Selamlarr ️ bugün kısacık, 60 sayfalık, çıtır çerezlik, hayatından içinden, samimi bir öykü kitabıyla geldim ️
Kitabımız 10 adet birbirinden farklı hayatı anlatıyordu. Anadolu’dan, toplumsal sorunlarımızdan, kadına şiddetten, cahillikten, sevgiden, aşktan bahsediyordu. Bir oradaydım bir burada. Hikayelerin hiçbirinde beğenmediğim bir tane bile yok. Hepsini merakla ve zevkle okudum. “Bunun sonu acaba nereye bağlanacak,” diye merak ettim, her öyküde. Kimi beni yaraladı, kimi güldürdü, kimi yumuşacık etti, kimi de alkışlattı. Kısacası bana çok iyi geldi ️ şu kitabı başucunuza koyup çayınızı elinize aldıktan sonra bir çırpıda bitirebilir, farklı hayatlara dokunabilirsiniz. Kesinlikle tavsiyemdir ️
“İnsan hayallerine müdahale etmeyi sevmiyor fakat dış müdahaleler her zaman bir şekilde olaya dahil oluyor. Ne çok seviyoruz insanların hayallerine burnumuzu sokmayı.”

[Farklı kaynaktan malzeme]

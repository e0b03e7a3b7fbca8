//! Enhanced stage: best-effort enrichment notes on existing tasks.
//!
//! Looks up region-specific detail (offices, required documents) and
//! attaches it as notes to matching open tasks. This stage creates no task
//! rows and its failure never blocks the checklist; the orchestrator
//! dead-letters it silently instead of notifying the user.

use serde::Deserialize;

use crate::capabilities::ChatMessage;
use crate::channels::OutboundMessage;
use crate::error::{Result, StoreError};
use crate::guard::IdentityStore;
use crate::model::{Task, User, UserProfile};

use super::{Orchestrator, PipelineStore, extract_json_array, passages_block};

#[derive(Debug, Deserialize)]
struct NoteDraft {
    task: String,
    note: String,
}

fn parse_note_drafts(raw: &str) -> Vec<NoteDraft> {
    let Some(json) = extract_json_array(raw) else {
        return Vec::new();
    };
    let Ok(items) = serde_json::from_str::<Vec<serde_json::Value>>(json) else {
        return Vec::new();
    };
    items
        .into_iter()
        .filter_map(|item| serde_json::from_value::<NoteDraft>(item).ok())
        .filter(|draft| !draft.task.trim().is_empty() && !draft.note.trim().is_empty())
        .collect()
}

/// Match a note's target against the open tasks, exact title first, then
/// containment either way. `None` drops the note.
fn match_task<'a>(tasks: &'a [Task], title: &str) -> Option<&'a Task> {
    let needle = title.trim();
    if needle.is_empty() {
        return None;
    }
    tasks
        .iter()
        .find(|t| t.title == needle)
        .or_else(|| {
            tasks
                .iter()
                .find(|t| t.title.contains(needle) || needle.contains(t.title.as_str()))
        })
}

fn enhance_prompt(profile: &UserProfile, tasks: &[Task], passages: &str) -> Vec<ChatMessage> {
    let system = "あなたは日本の死後事務手続きの専門家です。チェックリストの各タスクに、窓口・必要書類・注意点の補足を付けます。\
         出力は次の形式のJSON配列のみとし、説明文やコードフェンスは含めないでください。補足できるタスクだけを含めてください。\n\
         [{\"task\": \"対象タスクのtitle\", \"note\": \"補足\"}]"
        .to_string();
    let mut request = String::from("タスク一覧:");
    for task in tasks {
        request.push_str(&format!("\n- {}", task.title));
    }
    let region = profile.region();
    if !region.is_empty() {
        request.push_str(&format!("\n\nお住まい: {region}"));
    }
    if !passages.is_empty() {
        request.push_str(&format!("\n\n参考情報:\n{passages}"));
    }
    request.push_str("\n\n地域の窓口や必要書類がわかるタスクに補足を付けてください。");
    vec![ChatMessage::system(system), ChatMessage::user(request)]
}

impl<S> Orchestrator<S>
where
    S: PipelineStore + IdentityStore + Clone,
{
    pub(super) async fn run_enhanced(&self, user: &User) -> Result<()> {
        let profile =
            self.store
                .profile(user.id)
                .await?
                .ok_or_else(|| StoreError::NotFound {
                    entity: "user_profile",
                    id: user.id.to_string(),
                })?;
        let tasks = self.store.open_tasks(user.id).await?;
        if tasks.is_empty() {
            tracing::info!(user = %user.id, "no open tasks to enrich");
            self.finish_enhanced(user).await?;
            return Ok(());
        }

        let region = profile.region();
        let passages = match self
            .retrieval
            .search(&format!("{region} 死亡 手続き 窓口 必要書類"))
            .await
        {
            Ok(hits) => passages_block(&hits),
            Err(e) => {
                tracing::warn!(error = %e, "retrieval failed, enriching without passages");
                String::new()
            }
        };
        let raw = self
            .completion
            .complete(enhance_prompt(&profile, &tasks, &passages))
            .await?;

        let mut noted = 0;
        for draft in parse_note_drafts(&raw) {
            let Some(task) = match_task(&tasks, &draft.task) else {
                tracing::debug!(target = %draft.task, "note without matching task, dropped");
                continue;
            };
            self.store
                .append_task_note(task.id, draft.note.trim())
                .await?;
            noted += 1;
        }
        tracing::info!(user = %user.id, noted, "enhanced stage completed");

        self.finish_enhanced(user).await?;
        if noted > 0 {
            self.push(
                user,
                vec![OutboundMessage::Text {
                    text: "チェックリストのタスクに、窓口や必要書類の補足を追加しました。"
                        .to_string(),
                }],
            )
            .await;
        }
        Ok(())
    }

    async fn finish_enhanced(&self, user: &User) -> Result<()> {
        if !self
            .store
            .complete_step(user.id, crate::model::Stage::Enhanced)
            .await?
        {
            tracing::info!(user = %user.id, "enhanced completion lost, step changed hands");
        }
        Ok(())
    }
}

#[cfg(test)]
mod tests {
    use chrono::Utc;
    use uuid::Uuid;

    use crate::model::{Priority, Stage, TaskCategory};

    use super::*;

    fn task(title: &str) -> Task {
        Task {
            id: Uuid::new_v4(),
            user_id: Uuid::new_v4(),
            group_id: None,
            title: title.to_string(),
            description: None,
            category: TaskCategory::Administrative,
            priority: Priority::Medium,
            due_date: None,
            display_order: 1,
            stage: Stage::Basic,
            notes: None,
            is_completed: false,
            completed_at: None,
            is_deleted: false,
            created_at: Utc::now(),
        }
    }

    #[test]
    fn exact_title_wins_over_containment() {
        let tasks = vec![task("死亡届の提出"), task("死亡届")];
        let matched = match_task(&tasks, "死亡届").map(|t| t.title.as_str());
        assert_eq!(matched, Some("死亡届"));
    }

    #[test]
    fn containment_matches_both_directions() {
        let tasks = vec![task("年金受給停止の手続き")];
        assert!(match_task(&tasks, "年金受給停止").is_some());
        assert!(match_task(&tasks, "年金受給停止の手続き（国民年金）").is_some());
        assert!(match_task(&tasks, "自動車の名義変更").is_none());
        assert!(match_task(&tasks, "  ").is_none());
    }

    #[test]
    fn note_drafts_require_target_and_body() {
        let raw = r#"補足です。
        [
            {"task": "死亡届の提出", "note": "本庁1階の戸籍窓口。印鑑と届出人の本人確認書類が必要。"},
            {"task": "", "note": "宛先なし"},
            {"task": "年金", "note": "   "},
            {"note": "タスク指定なし"}
        ]"#;
        let drafts = parse_note_drafts(raw);
        assert_eq!(drafts.len(), 1);
        assert_eq!(drafts[0].task, "死亡届の提出");
    }
}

“Bugün canım yazacaklarımı kırmızı kalemle yazmak istedi. Bir şeylere dikkat çekmek değil amacım. Bir şeyleri yerden yere vurmak, göğün üstünü altına getirmek, çığlık atmak kargalara, denizlere tükürmek, vurmak rüzgâra… Hiçbirini yapamazsın Asım, demeyin, biliyorum yapamayacağımı, yine de kırmızıyla yazacağım inat değil mi? Hem bu bir direniş. Yokluğa, diktatöre, alçağa, riyakâra, arsıza, huysuza, gökteki yıldızlara bir baş kaldırış bu!”
“Acıyı, hüznü, eksikliği, sevgisizliği, gözyaşlarımızı, öfkemizi hep biriktirmedik mi? Bir türlü kesip açamadık o teneke kumbaranın ağzını. Saçamadık etrafa kinimizi, yürüyemedik üstüne üstüne hainin, kıramadık kalbini, bükemedik bileğini… İnsanlık bizde kalsın, nasılsa Allah verir belasını, dedik. İnsanız neticede, büyük bir felaket bu, diyemedik. Kırmızı bir isyandır bu, öyle bilinsin.”